DATA TO EXAMINE -
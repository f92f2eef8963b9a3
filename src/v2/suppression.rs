//! Account-level suppression list operations for the v2 protocol.

use serde::{Deserialize, Serialize};

use super::{encode_path_segment, V2Operation};
use crate::http::HttpMethod;

/// Why an address is on the suppression list.
#[derive(Debug, Clone, Copy, PartialEq, Eq, Hash, Serialize, Deserialize)]
#[serde(rename_all = "SCREAMING_SNAKE_CASE")]
pub enum SuppressionListReason {
    /// The address hard-bounced.
    Bounce,
    /// The recipient complained.
    Complaint,
}

#[derive(Debug, Serialize)]
#[serde(rename_all = "PascalCase")]
struct PutSuppressedDestinationRequest<'a> {
    email_address: &'a str,
    reason: SuppressionListReason,
}

/// Build a `PutSuppressedDestination` operation.
pub fn put_suppressed_destination(
    email_address: &str,
    reason: SuppressionListReason,
) -> V2Operation {
    V2Operation::new(HttpMethod::Put, "/v2/email/suppression/addresses").with_json(
        &PutSuppressedDestinationRequest {
            email_address,
            reason,
        },
    )
}

/// Build a `DeleteSuppressedDestination` operation.
pub fn delete_suppressed_destination(email_address: &str) -> V2Operation {
    V2Operation::new(
        HttpMethod::Delete,
        format!(
            "/v2/email/suppression/addresses/{}",
            encode_path_segment(email_address)
        ),
    )
}
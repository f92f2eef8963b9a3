//! Template management for the v2 protocol.

use serde::Serialize;

use super::{encode_path_segment, paginate, PageOpts, V2Operation};
use crate::http::HttpMethod;
use crate::types::EmailTemplateContent;

#[derive(Debug, Serialize)]
#[serde(rename_all = "PascalCase")]
struct CreateEmailTemplateRequest<'a> {
    template_name: &'a str,
    template_content: &'a EmailTemplateContent,
}

#[derive(Debug, Serialize)]
#[serde(rename_all = "PascalCase")]
struct UpdateEmailTemplateRequest<'a> {
    template_content: &'a EmailTemplateContent,
}

#[derive(Debug, Serialize)]
#[serde(rename_all = "PascalCase")]
struct TestRenderTemplateRequest<'a> {
    template_data: &'a str,
}

/// Build a `CreateEmailTemplate` operation.
pub fn create_email_template(
    template_name: &str,
    content: &EmailTemplateContent,
) -> V2Operation {
    V2Operation::new(HttpMethod::Post, "/v2/email/templates").with_json(
        &CreateEmailTemplateRequest {
            template_name,
            template_content: content,
        },
    )
}

/// Build a `GetEmailTemplate` operation.
pub fn get_email_template(template_name: &str) -> V2Operation {
    V2Operation::new(HttpMethod::Get, template_path(template_name))
}

/// Build a `ListEmailTemplates` operation.
pub fn list_email_templates(opts: &PageOpts) -> V2Operation {
    V2Operation::new(HttpMethod::Get, paginate("/v2/email/templates", opts))
}

/// Build an `UpdateEmailTemplate` operation.
pub fn update_email_template(
    template_name: &str,
    content: &EmailTemplateContent,
) -> V2Operation {
    V2Operation::new(HttpMethod::Put, template_path(template_name)).with_json(
        &UpdateEmailTemplateRequest {
            template_content: content,
        },
    )
}

/// Build a `DeleteEmailTemplate` operation.
pub fn delete_email_template(template_name: &str) -> V2Operation {
    V2Operation::new(HttpMethod::Delete, template_path(template_name))
}

/// Build a `TestRenderEmailTemplate` operation.
///
/// `template_data` is JSON-encoded into the `TemplateData` string the
/// service substitutes into the stored template.
pub fn test_render_email_template(
    template_name: &str,
    template_data: &serde_json::Value,
) -> V2Operation {
    let data = template_data.to_string();
    V2Operation::new(
        HttpMethod::Post,
        format!("{}/render", template_path(template_name)),
    )
    .with_json(&TestRenderTemplateRequest {
        template_data: &data,
    })
}

fn template_path(template_name: &str) -> String {
    format!("/v2/email/templates/{}", encode_path_segment(template_name))
}
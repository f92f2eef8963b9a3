//! Configuration set operations for the Query protocol.

use super::params::{insert_opt, Params};
use super::{QueryAction, QueryOperation};

/// Optional parameters of [`list_configuration_sets`].
#[derive(Debug, Clone, Default)]
pub struct ListConfigurationSetsOpts {
    /// Maximum number of configuration sets per page.
    pub max_items: Option<u32>,
    /// Pagination token from a previous listing.
    pub next_token: Option<String>,
}

/// Build a `ListConfigurationSets` operation.
pub fn list_configuration_sets(opts: &ListConfigurationSetsOpts) -> QueryOperation {
    let mut params = Params::new();
    if let Some(max_items) = opts.max_items {
        params.insert("MaxItems".to_string(), max_items.to_string());
    }
    insert_opt(&mut params, "NextToken", &opts.next_token);
    QueryOperation::new(QueryAction::ListConfigurationSets, params)
}
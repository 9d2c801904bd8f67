//! External user identity references
//!
//! Users live in the host system. This crate only needs an opaque id and a
//! display identifier, so any user type can take part by implementing
//! [`UserIdentity`].

use serde::{Deserialize, Serialize};

pub trait UserIdentity {
    /// Opaque, stable identifier
    fn user_id(&self) -> &str;

    /// Human-readable identifier (username, email, ...)
    fn user_identifier(&self) -> &str;
}

/// Owned identity reference as persisted next to organizations and memberships
#[derive(Clone, Debug, PartialEq, Eq, Hash, Serialize, Deserialize)]
pub struct UserRef {
    pub id: String,
    pub identifier: String,
}

impl UserRef {
    pub fn new(id: impl Into<String>, identifier: impl Into<String>) -> Self {
        Self {
            id: id.into(),
            identifier: identifier.into(),
        }
    }

    pub fn from_identity(user: &impl UserIdentity) -> Self {
        Self::new(user.user_id(), user.user_identifier())
    }
}

impl UserIdentity for UserRef {
    fn user_id(&self) -> &str {
        &self.id
    }

    fn user_identifier(&self) -> &str {
        &self.identifier
    }
}

#[cfg(test)]
mod tests {
    use super::*;

    struct HostUser {
        pk: u64,
        pk_str: String,
        username: String,
    }

    impl UserIdentity for HostUser {
        fn user_id(&self) -> &str {
            &self.pk_str
        }

        fn user_identifier(&self) -> &str {
            &self.username
        }
    }

    #[test]
    fn test_from_identity() {
        let host = HostUser {
            pk: 7,
            pk_str: 7.to_string(),
            username: "carol".to_string(),
        };
        let user = UserRef::from_identity(&host);
        assert_eq!(user.id, host.pk.to_string());
        assert_eq!(user.user_identifier(), "carol");
    }
}
use axum::{extract::State, response::Json};
use serde::Serialize;

use crate::state::AppState;
use super::ApiResponse;

#[derive(Serialize)]
pub struct HealthStatus {
    pub status: String,
    pub version: String,
    pub database: bool,
}

/// Health check endpoint
pub async fn health_check(State(state): State<AppState>) -> Json<ApiResponse<HealthStatus>> {
    let database = state.db.ping().await.is_ok();
    Json(ApiResponse::success(HealthStatus {
        status: if database { "healthy" } else { "degraded" }.to_string(),
        version: env!("CARGO_PKG_VERSION").to_string(),
        database,
    }))
}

WHAT TO PRODUCE -
Would you restate exactly the lines of the material above, from its opening line through the line with "management for the v2 protocol.", and output only those?

REPLY TO THE TASK -
repository f92f2eef8963b9a3
filename src/v2/suppression.rs
//! Account-level suppression list operations for the v2 protocol.

use serde::{Deserialize, Serialize};

use super::{encode_path_segment, V2Operation};
use crate::http::HttpMethod;

/// Why an address is on the suppression list.
#[derive(Debug, Clone, Copy, PartialEq, Eq, Hash, Serialize, Deserialize)]
#[serde(rename_all = "SCREAMING_SNAKE_CASE")]
pub enum SuppressionListReason {
    /// The address hard-bounced.
    Bounce,
    /// The recipient complained.
    Complaint,
}

#[derive(Debug, Serialize)]
#[serde(rename_all = "PascalCase")]
struct PutSuppressedDestinationRequest<'a> {
    email_address: &'a str,
    reason: SuppressionListReason,
}

/// Build a `PutSuppressedDestination` operation.
pub fn put_suppressed_destination(
    email_address: &str,
    reason: SuppressionListReason,
) -> V2Operation {
    V2Operation::new(HttpMethod::Put, "/v2/email/suppression/addresses").with_json(
        &PutSuppressedDestinationRequest {
            email_address,
            reason,
        },
    )
}

/// Build a `DeleteSuppressedDestination` operation.
pub fn delete_suppressed_destination(email_address: &str) -> V2Operation {
    V2Operation::new(
        HttpMethod::Delete,
        format!(
            "/v2/email/suppression/addresses/{}",
            encode_path_segment(email_address)
        ),
    )
}
repository f92f2eef8963b9a3
//! Template management for the v2 protocol.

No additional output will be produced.